翻訳の困難さと醍醐味について

翻訳の道を志している者です。先日、『恋しくて』を拝読しました。村上さんらしい表現満載でとても素敵でしたが、その時ふと疑問に思ったことがあります。翻訳するにあたって、当然意味の分からない語があると思います。そんな時の解決法として、辞書を引くなり人に聞くなりありますが、訳す際にそうして得た意味に引っ張られたりしないのでしょうか。そのような外部からの情報に、ご自身の表現が損なわれる場合、どのようにして解決しているのでしょうか。
(匿名希望、女性、16歳、学生)

よくわからない言葉や表現があると、辞書やらインターネットやらで徹底的に調べ、それでもわからないとネイティブの人に訊きます。それでもわからないときは思い切り勘を働かせます。そして最後には「えいや!」しかありません。でも最初から「えいや!」をやるのはルール違反です。そこにいくまでには全力を尽くします。でも「えいや!」が良い結果をもたらすことって、わりに多いんです。そのへんが翻訳の醍醐味です。

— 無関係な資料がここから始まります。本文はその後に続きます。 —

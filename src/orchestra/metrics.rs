use std::{
    fs::{self, File, OpenOptions},
    io::{BufWriter, Write},
    path::{Path, PathBuf},
};

use serde::{Deserialize, Serialize};

use crate::error::Result;

const METRICS_FILE: &str = "metrics.jsonl";

/// One logged optimizer step.
#[derive(Debug, Clone, PartialEq, Serialize, Deserialize)]
pub struct StepMetrics {
    pub step: u64,
    /// Mean loss over the micro-batches of the step.
    pub loss: f32,
    /// Mean embedding consistency difference over the same micro-batches.
    pub diff: f32,
    pub elapsed_ms: u128,
}

/// Appends one JSON object per line to `<run_dir>/metrics.jsonl`.
pub struct MetricsLog {
    path: PathBuf,
    writer: BufWriter<File>,
}

impl MetricsLog {
    /// Opens the run log, creating the directory if needed. Existing lines are kept so a
    /// resumed run continues the same file.
    pub fn open<P: AsRef<Path>>(run_dir: P) -> Result<Self> {
        let run_dir = run_dir.as_ref();
        fs::create_dir_all(run_dir)?;

        let path = run_dir.join(METRICS_FILE);
        let file = OpenOptions::new().create(true).append(true).open(&path)?;

        Ok(Self {
            path,
            writer: BufWriter::new(file),
        })
    }

    pub fn path(&self) -> &Path {
        &self.path
    }

    pub fn record(&mut self, metrics: &StepMetrics) -> Result<()> {
        serde_json::to_writer(&mut self.writer, metrics)?;
        self.writer.write_all(b"\n")?;
        self.writer.flush()?;
        Ok(())
    }
}
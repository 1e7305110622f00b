//! Precision of the tensors travelling between actors.

use half::{bf16, f16};
use ndarray::{Array, Dimension};
use serde::{Deserialize, Serialize};

#[derive(Debug, Clone, Copy, Default, PartialEq, Eq, Serialize, Deserialize)]
#[serde(rename_all = "lowercase")]
pub enum Precision {
    #[default]
    Float32,
    Float16,
    BFloat16,
}

impl Precision {
    /// Rounds every element to what survives a transfer in this precision.
    pub fn cast<D: Dimension>(self, mut x: Array<f32, D>) -> Array<f32, D> {
        match self {
            Precision::Float32 => {}
            Precision::Float16 => x.mapv_inplace(|v| f16::from_f32(v).to_f32()),
            Precision::BFloat16 => x.mapv_inplace(|v| bf16::from_f32(v).to_f32()),
        }

        x
    }
}

/// Wire precision of each kind of traffic in the pipeline.
#[derive(Debug, Clone, Copy, Default, PartialEq, Eq, Serialize, Deserialize)]
#[serde(default)]
pub struct NetworkPrecision {
    /// Activations flowing head to tail.
    pub fwd_act: Precision,
    /// Reconstructed activations flowing tail to head.
    pub rev_act: Precision,
    /// Gradients flowing tail to head.
    pub grad: Precision,
}

#[cfg(test)]
mod tests {
    use ndarray::array;

    use super::*;

    #[test]
    fn float32_is_identity() {
        let x = array![1.0_f32 / 3., 1e-8, 12345.678];
        assert_eq!(Precision::Float32.cast(x.clone()), x);
    }

    #[test]
    fn reduced_precision_rounds() {
        let x = array![1.0_f32 / 3.];

        let half = Precision::Float16.cast(x.clone());
        assert_ne!(half, x);
        assert!((half[0] - x[0]).abs() < 1e-3);

        let brain = Precision::BFloat16.cast(x.clone());
        assert!((brain[0] - x[0]).abs() < 1e-2);
    }

    #[test]
    fn parses_lowercase_names() {
        let precision: NetworkPrecision =
            serde_json::from_str(r#"{ "grad": "float16" }"#).unwrap();

        assert_eq!(precision.grad, Precision::Float16);
        assert_eq!(precision.fwd_act, Precision::Float32);
    }
}
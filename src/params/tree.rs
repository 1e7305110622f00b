use std::collections::BTreeMap;

use ndarray::{Array, ArrayD, ArrayView1, ArrayView2, Dimension, Ix1, Ix2, Zip};
use serde::{Deserialize, Serialize};

use crate::error::{Result, SwarmError};

/// A named collection of tensors, keyed by `/`-separated paths such as `f/ln/scale`.
///
/// Parameters, gradient accumulators and optimizer slots are all tensor trees. Two trees share
/// a *structure* when they hold the same keys with the same shapes.
#[derive(Debug, Clone, Default, PartialEq, Serialize, Deserialize)]
pub struct TensorTree {
    leaves: BTreeMap<String, ArrayD<f32>>,
}

impl TensorTree {
    /// Creates an empty tree.
    pub fn new() -> Self {
        Self::default()
    }

    /// Inserts (or replaces) the tensor stored under `key`.
    pub fn insert<D: Dimension>(&mut self, key: impl Into<String>, value: Array<f32, D>) {
        self.leaves.insert(key.into(), value.into_dyn());
    }

    /// Returns the tensor stored under `key`.
    ///
    /// # Errors
    /// An `Initialization` error if the key does not exist, this only happens when a tree built
    /// for one layout is read with another.
    pub fn get(&self, key: &str) -> Result<&ArrayD<f32>> {
        self.leaves
            .get(key)
            .ok_or_else(|| SwarmError::Initialization(format!("missing tensor `{key}`")))
    }

    pub fn view1(&self, key: &str) -> Result<ArrayView1<'_, f32>> {
        let value = self.get(key)?;
        value
            .view()
            .into_dimensionality::<Ix1>()
            .map_err(|_| SwarmError::shape(key, value.shape(), &[value.len()]))
    }

    pub fn view2(&self, key: &str) -> Result<ArrayView2<'_, f32>> {
        let value = self.get(key)?;
        value
            .view()
            .into_dimensionality::<Ix2>()
            .map_err(|_| SwarmError::shape(key, value.shape(), &[0, 0]))
    }

    /// Number of tensors in the tree.
    pub fn len(&self) -> usize {
        self.leaves.len()
    }

    pub fn is_empty(&self) -> bool {
        self.leaves.is_empty()
    }

    /// Total number of scalars across all tensors.
    pub fn num_params(&self) -> usize {
        self.leaves.values().map(|leaf| leaf.len()).sum()
    }

    pub fn iter(&self) -> impl Iterator<Item = (&str, &ArrayD<f32>)> {
        self.leaves.iter().map(|(key, value)| (key.as_str(), value))
    }

    /// The `(key, shape)` pairs of this tree, in key order.
    pub fn shapes(&self) -> Vec<(&str, &[usize])> {
        self.leaves
            .iter()
            .map(|(key, value)| (key.as_str(), value.shape()))
            .collect()
    }

    /// Whether both trees hold the same keys with the same shapes.
    pub fn same_structure(&self, other: &TensorTree) -> bool {
        self.shapes() == other.shapes()
    }

    /// Checks that `other` has this tree's structure.
    ///
    /// # Errors
    /// A `ShapeMismatch` naming the first offending key, or an `Initialization` error if the
    /// key sets differ.
    pub fn ensure_same_structure(&self, other: &TensorTree, what: &str) -> Result<()> {
        if self.leaves.len() != other.leaves.len()
            || self.leaves.keys().zip(other.leaves.keys()).any(|(a, b)| a != b)
        {
            let ours: Vec<_> = self.leaves.keys().collect();
            let theirs: Vec<_> = other.leaves.keys().collect();
            return Err(SwarmError::Initialization(format!(
                "{what} has keys {theirs:?}, expected {ours:?}"
            )));
        }

        for ((key, a), b) in self.leaves.iter().zip(other.leaves.values()) {
            if a.shape() != b.shape() {
                return Err(SwarmError::shape(
                    format!("{what}/{key}"),
                    b.shape(),
                    a.shape(),
                ));
            }
        }

        Ok(())
    }

    /// A tree with this structure and every element set to zero.
    pub fn zeros_like(&self) -> Self {
        let leaves = self
            .leaves
            .iter()
            .map(|(key, value)| (key.clone(), ArrayD::zeros(value.raw_dim())))
            .collect();

        Self { leaves }
    }

    /// Applies `f` element-wise.
    pub fn map(&self, f: impl Fn(f32) -> f32) -> Self {
        let leaves = self
            .leaves
            .iter()
            .map(|(key, value)| (key.clone(), value.mapv(&f)))
            .collect();

        Self { leaves }
    }

    /// Combines two trees of the same structure element-wise.
    pub fn zip_with(&self, other: &TensorTree, f: impl Fn(f32, f32) -> f32) -> Result<Self> {
        self.ensure_same_structure(other, "tree")?;

        let leaves = self
            .leaves
            .iter()
            .zip(other.leaves.values())
            .map(|((key, a), b)| {
                let mut out = a.clone();
                Zip::from(&mut out).and(b).for_each(|o, &b| *o = f(*o, b));
                (key.clone(), out)
            })
            .collect();

        Ok(Self { leaves })
    }

    pub fn add(&self, other: &TensorTree) -> Result<Self> {
        self.zip_with(other, |a, b| a + b)
    }

    /// Adds `other` into a copy of this tree. `other` may cover only some of the keys, the rest
    /// are carried over unchanged.
    ///
    /// # Errors
    /// An `Initialization` error for a key this tree does not hold, a `ShapeMismatch` for a key
    /// whose shape differs.
    pub fn add_partial(&self, other: &TensorTree) -> Result<Self> {
        let mut out = self.clone();

        for (key, value) in &other.leaves {
            let leaf = out.leaves.get_mut(key).ok_or_else(|| {
                SwarmError::Initialization(format!("gradient for unknown tensor `{key}`"))
            })?;

            if leaf.shape() != value.shape() {
                return Err(SwarmError::shape(key.as_str(), value.shape(), leaf.shape()));
            }

            *leaf += value;
        }

        Ok(out)
    }

    pub fn scale(&self, factor: f32) -> Self {
        self.map(|x| x * factor)
    }

    /// Sum of squares of every element.
    pub fn sq_norm(&self) -> f32 {
        self.leaves
            .values()
            .map(|leaf| leaf.iter().map(|x| x * x).sum::<f32>())
            .sum()
    }

    pub fn is_zero(&self) -> bool {
        self.leaves.values().all(|leaf| leaf.iter().all(|&x| x == 0.))
    }

    /// Largest absolute element-wise difference between two trees of the same structure.
    pub fn max_abs_diff(&self, other: &TensorTree) -> Result<f32> {
        let diff = self.zip_with(other, |a, b| (a - b).abs())?;
        Ok(diff
            .leaves
            .values()
            .flat_map(|leaf| leaf.iter().copied())
            .fold(0., f32::max))
    }
}
mod init;
mod placement;
mod tree;

pub use init::{ConstParamGen, ParamGen, TruncatedNormalGen};
pub use placement::{Device, OnDevice};
pub use tree::TensorTree;
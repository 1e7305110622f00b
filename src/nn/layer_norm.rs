use ndarray::{Array1, Array2, ArrayView2, Axis};

use crate::{
    error::{Result, SwarmError},
    params::TensorTree,
};

const EPS: f32 = 1e-5;

/// Layer normalization over the feature axis with a learned scale and offset.
#[derive(Clone, Debug)]
pub struct LayerNorm {
    scale_key: String,
    offset_key: String,
    dim: usize,
}

/// What [`LayerNorm::backward`] needs from the forward pass.
pub struct LayerNormCache {
    xhat: Array2<f32>,
    inv_std: Array1<f32>,
}

impl LayerNorm {
    pub fn new(prefix: &str, dim: usize) -> Self {
        Self {
            scale_key: format!("{prefix}/scale"),
            offset_key: format!("{prefix}/offset"),
            dim,
        }
    }

    /// Scale starts at one, offset at zero.
    pub fn init_params(&self, params: &mut TensorTree) {
        params.insert(self.scale_key.clone(), Array1::<f32>::ones(self.dim));
        params.insert(self.offset_key.clone(), Array1::<f32>::zeros(self.dim));
    }

    pub fn forward(
        &self,
        params: &TensorTree,
        x: ArrayView2<f32>,
    ) -> Result<(Array2<f32>, LayerNormCache)> {
        if x.ncols() != self.dim {
            return Err(SwarmError::shape("layer norm input", x.shape(), &[x.nrows(), self.dim]));
        }

        let scale = params.view1(&self.scale_key)?;
        let offset = params.view1(&self.offset_key)?;

        let mean = x.sum_axis(Axis(1)) / self.dim as f32;
        let centered = &x - &mean.insert_axis(Axis(1));
        let var = centered.mapv(|c| c * c).sum_axis(Axis(1)) / self.dim as f32;
        let inv_std = var.mapv(|v| 1. / (v + EPS).sqrt());

        let xhat = centered * &inv_std.view().insert_axis(Axis(1));
        let y = &xhat * &scale + &offset;

        Ok((y, LayerNormCache { xhat, inv_std }))
    }

    pub fn backward(
        &self,
        params: &TensorTree,
        cache: &LayerNormCache,
        dy: ArrayView2<f32>,
        grads: &mut TensorTree,
    ) -> Result<Array2<f32>> {
        let scale = params.view1(&self.scale_key)?;
        let n = self.dim as f32;

        grads.insert(self.scale_key.clone(), (&dy * &cache.xhat).sum_axis(Axis(0)));
        grads.insert(self.offset_key.clone(), dy.sum_axis(Axis(0)));

        let g = &dy * &scale;
        let g_mean = g.sum_axis(Axis(1)) / n;
        let gx_mean = (&g * &cache.xhat).sum_axis(Axis(1)) / n;

        let dx = (g - &g_mean.insert_axis(Axis(1)) - &cache.xhat * &gx_mean.insert_axis(Axis(1)))
            * &cache.inv_std.view().insert_axis(Axis(1));

        Ok(dx)
    }
}

#[cfg(test)]
mod tests {
    use super::*;
    use crate::nn::testing::{assert_close, randn};

    fn setup() -> (LayerNorm, TensorTree) {
        let ln = LayerNorm::new("ln", 5);
        let mut params = TensorTree::new();
        params.insert("ln/scale", randn(5, 1).mapv(|x: f32| 1. + 0.1 * x));
        params.insert("ln/offset", randn(5, 2));
        (ln, params)
    }

    #[test]
    fn normalizes_rows() {
        let ln = LayerNorm::new("ln", 4);
        let mut params = TensorTree::new();
        ln.init_params(&mut params);

        let x = randn((3, 4), 7).mapv(|x: f32| 3. * x + 10.);
        let (y, _) = ln.forward(&params, x.view()).unwrap();

        for row in y.rows() {
            let mean = row.sum() / 4.;
            let var = row.mapv(|v| (v - mean).powi(2)).sum() / 4.;
            assert!(mean.abs() < 1e-4);
            assert!((var - 1.).abs() < 1e-2);
        }
    }

    #[test]
    fn backward_matches_finite_differences() {
        let (ln, params) = setup();
        let x = randn((3, 5), 3);
        let r = randn((3, 5), 4);

        let objective = |x: &Array2<f32>, params: &TensorTree| {
            let (y, _) = ln.forward(params, x.view()).unwrap();
            (&y * &r).sum()
        };

        let (_, cache) = ln.forward(&params, x.view()).unwrap();
        let mut grads = TensorTree::new();
        let dx = ln.backward(&params, &cache, r.view(), &mut grads).unwrap();

        let eps = 1e-2;
        for (i, j) in [(0, 0), (1, 3), (2, 4)] {
            let mut plus = x.clone();
            plus[(i, j)] += eps;
            let mut minus = x.clone();
            minus[(i, j)] -= eps;

            let numeric = (objective(&plus, &params) - objective(&minus, &params)) / (2. * eps);
            assert_close(dx[(i, j)], numeric, 1e-2, "dx");
        }

        let mut scale = params.view1("ln/scale").unwrap().to_owned();
        let mut plus = params.clone();
        let mut minus = params.clone();
        scale[0] += eps;
        plus.insert("ln/scale", scale.clone());
        scale[0] -= 2. * eps;
        minus.insert("ln/scale", scale);

        let numeric = (objective(&x, &plus) - objective(&x, &minus)) / (2. * eps);
        assert_close(grads.view1("ln/scale").unwrap()[0], numeric, 1e-2, "dscale");
    }
}
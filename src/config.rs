use std::{
    fs,
    path::{Path, PathBuf},
};

use serde::{Deserialize, Serialize};

use crate::{
    error::{Result, SwarmError},
    optimization::{
        Adam, ClipByGlobalNorm, GradientDescent, GradientDescentWithMomentum, Optimizer,
    },
    wire::NetworkPrecision,
};

/// The whole launch configuration, usually read from a JSON file.
#[derive(Debug, Clone, Default, PartialEq, Serialize, Deserialize)]
#[serde(default)]
pub struct SwarmConfig {
    pub model: ModelConfig,
    pub training: TrainingConfig,
    pub data: DataConfig,
    pub optimizer: OptimizerConfig,
    pub precision: NetworkPrecision,
}

#[derive(Debug, Clone, Copy, PartialEq, Serialize, Deserialize)]
#[serde(tag = "kind", rename_all = "snake_case")]
pub enum CouplingConfig {
    Mlp { ff_mult: usize },
    Attention { heads: usize, key_size: usize },
}

#[derive(Debug, Clone, PartialEq, Serialize, Deserialize)]
#[serde(default)]
pub struct ModelConfig {
    pub vocab: usize,
    pub d_model: usize,
    /// Number of reversible stages between the embedding head and the projection tail.
    pub layers: usize,
    pub coupling: CouplingConfig,
    /// Reuse the embedding table as the output projection.
    pub tied_projection: bool,
}

#[derive(Debug, Clone, PartialEq, Serialize, Deserialize)]
#[serde(default)]
pub struct TrainingConfig {
    pub steps: u64,
    pub batch_size: usize,
    pub seq_len: usize,
    /// Micro-batches accumulated before every optimizer step.
    pub accumulation_steps: usize,
    pub seed: Option<u64>,
    pub log_every: u64,
    pub checkpoint_every: Option<u64>,
    pub run_dir: Option<PathBuf>,
    pub checkpoint_dir: Option<PathBuf>,
    /// Cache every stage input and compare it with its reconstruction on the way back.
    pub debug_activations: bool,
}

#[derive(Debug, Clone, Default, PartialEq, Serialize, Deserialize)]
#[serde(tag = "kind", rename_all = "snake_case")]
pub enum DataConfig {
    /// Byte-level language modelling over a file.
    Text { path: PathBuf },
    /// Uniformly random tokens.
    #[default]
    Random,
}

#[derive(Debug, Clone, Copy, PartialEq, Serialize, Deserialize)]
#[serde(tag = "kind", rename_all = "snake_case")]
pub enum UpdateRuleConfig {
    Adam { lr: f32, b1: f32, b2: f32, eps: f32 },
    GradientDescent { lr: f32 },
    GradientDescentWithMomentum { lr: f32, mu: f32 },
}

#[derive(Debug, Clone, Copy, PartialEq, Serialize, Deserialize)]
#[serde(default)]
pub struct OptimizerConfig {
    pub rule: UpdateRuleConfig,
    /// Clip the averaged gradient to this global norm before the update rule sees it.
    pub clip_global_norm: Option<f32>,
}

impl Default for ModelConfig {
    fn default() -> Self {
        Self {
            vocab: 256,
            d_model: 256,
            layers: 12,
            coupling: CouplingConfig::Attention {
                heads: 4,
                key_size: 32,
            },
            tied_projection: true,
        }
    }
}

impl Default for TrainingConfig {
    fn default() -> Self {
        Self {
            steps: 1000,
            batch_size: 16,
            seq_len: 128,
            accumulation_steps: 1,
            seed: None,
            log_every: 10,
            checkpoint_every: None,
            run_dir: None,
            checkpoint_dir: None,
            debug_activations: false,
        }
    }
}

impl Default for OptimizerConfig {
    fn default() -> Self {
        Self {
            rule: UpdateRuleConfig::Adam {
                lr: 2e-4,
                b1: 0.9,
                b2: 0.99,
                eps: 1e-5,
            },
            clip_global_norm: Some(0.25),
        }
    }
}

impl OptimizerConfig {
    /// Builds the optimizer every actor applies on `step()`.
    pub fn build(&self) -> Box<dyn Optimizer> {
        let rule: Box<dyn Optimizer> = match self.rule {
            UpdateRuleConfig::Adam { lr, b1, b2, eps } => Box::new(Adam::new(lr, b1, b2, eps)),
            UpdateRuleConfig::GradientDescent { lr } => Box::new(GradientDescent::new(lr)),
            UpdateRuleConfig::GradientDescentWithMomentum { lr, mu } => {
                Box::new(GradientDescentWithMomentum::new(lr, mu))
            }
        };

        match self.clip_global_norm {
            Some(max_norm) => Box::new(ClipByGlobalNorm::new(max_norm, rule)),
            None => rule,
        }
    }

    fn validate(&self) -> Result<()> {
        let lr = match self.rule {
            UpdateRuleConfig::Adam { lr, b1, b2, eps } => {
                if !(0. ..1.).contains(&b1) || !(0. ..1.).contains(&b2) || eps <= 0. {
                    return Err(invalid("adam betas must be in [0, 1) and eps positive"));
                }
                lr
            }
            UpdateRuleConfig::GradientDescent { lr } => lr,
            UpdateRuleConfig::GradientDescentWithMomentum { lr, mu } => {
                if !(0. ..1.).contains(&mu) {
                    return Err(invalid("momentum must be in [0, 1)"));
                }
                lr
            }
        };

        if !(lr.is_finite() && lr > 0.) {
            return Err(invalid(format!("learning rate must be positive, got {lr}")));
        }

        match self.clip_global_norm {
            Some(norm) if !(norm.is_finite() && norm > 0.) => {
                Err(invalid(format!("clip norm must be positive, got {norm}")))
            }
            _ => Ok(()),
        }
    }
}

impl SwarmConfig {
    /// Reads and validates a JSON configuration file.
    ///
    /// # Errors
    /// `Io` if the file cannot be read, `Serde` if it is not valid JSON for this layout and
    /// `InvalidConfig` if validation fails.
    pub fn from_file<P: AsRef<Path>>(path: P) -> Result<Self> {
        let content = fs::read_to_string(path)?;
        let config: Self = serde_json::from_str(&content)?;
        config.validate()?;
        Ok(config)
    }

    /// Rejects configurations the pipeline cannot be built from.
    pub fn validate(&self) -> Result<()> {
        let ModelConfig {
            vocab,
            d_model,
            layers,
            coupling,
            ..
        } = self.model;

        if vocab == 0 || d_model == 0 || layers == 0 {
            return Err(invalid("vocab, d_model and layers must be positive"));
        }

        if d_model % 2 != 0 {
            return Err(invalid(format!(
                "d_model must be even to split it into coupling halves, got {d_model}"
            )));
        }

        if vocab > u32::MAX as usize {
            return Err(invalid(format!("vocab {vocab} does not fit token ids")));
        }

        match coupling {
            CouplingConfig::Mlp { ff_mult } if ff_mult == 0 => {
                return Err(invalid("ff_mult must be positive"));
            }
            CouplingConfig::Attention { heads, key_size } if heads == 0 || key_size == 0 => {
                return Err(invalid("heads and key_size must be positive"));
            }
            _ => {}
        }

        let training = &self.training;
        if training.batch_size == 0 || training.seq_len == 0 || training.accumulation_steps == 0
        {
            return Err(invalid(
                "batch_size, seq_len and accumulation_steps must be positive",
            ));
        }

        if training.checkpoint_every == Some(0) {
            return Err(invalid("checkpoint_every must be positive"));
        }

        if matches!(self.data, DataConfig::Text { .. }) && vocab < 256 {
            return Err(invalid("byte-level text needs a vocabulary of at least 256"));
        }

        self.optimizer.validate()
    }
}

fn invalid(msg: impl Into<String>) -> SwarmError {
    SwarmError::InvalidConfig(msg.into())
}

#[cfg(test)]
mod tests {
    use super::*;

    #[test]
    fn defaults_are_valid() {
        tokio_test::assert_ok!(SwarmConfig::default().validate());
    }

    #[test]
    fn parses_partial_json() {
        let json = r#"{
            "model": { "d_model": 64, "layers": 2, "coupling": { "kind": "mlp", "ff_mult": 4 } },
            "training": { "steps": 5, "batch_size": 2, "seq_len": 8 },
            "data": { "kind": "text", "path": "data/enwik8" },
            "optimizer": { "rule": { "kind": "gradient_descent", "lr": 0.1 } },
            "precision": { "fwd_act": "bfloat16" }
        }"#;

        let config: SwarmConfig = serde_json::from_str(json).unwrap();
        tokio_test::assert_ok!(config.validate());

        assert_eq!(config.model.vocab, 256);
        assert_eq!(config.model.coupling, CouplingConfig::Mlp { ff_mult: 4 });
        assert_eq!(config.training.accumulation_steps, 1);
        assert_eq!(config.optimizer.clip_global_norm, Some(0.25));
        assert_eq!(
            config.data,
            DataConfig::Text {
                path: "data/enwik8".into()
            }
        );
    }

    #[test]
    fn rejects_odd_width() {
        let mut config = SwarmConfig::default();
        config.model.d_model = 255;

        let err = tokio_test::assert_err!(config.validate());
        assert!(matches!(err, SwarmError::InvalidConfig(_)));
    }

    #[test]
    fn rejects_bad_optimizer() {
        let mut config = SwarmConfig::default();
        config.optimizer.rule = UpdateRuleConfig::GradientDescent { lr: -1. };
        tokio_test::assert_err!(config.validate());

        config.optimizer.rule = UpdateRuleConfig::GradientDescent { lr: 0.1 };
        config.optimizer.clip_global_norm = Some(0.);
        tokio_test::assert_err!(config.validate());
    }
}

たとえばチャンドラーの小説を訳していると、書かれたのがなにしろ1940年代だったりしますから、当時の風俗的なもので、今となっては何のことだかよくわからんというものがちょくちょく出てきます。そういう場合は「想像して補うしかない」ということになります。「外部からの情報に、自分の表現が損なわれる」ことはないか? 原文に忠実でありながら、自分の表現が損なわれないようにするというのが、あくまで翻訳の王道です。想像力って、意外に大事です。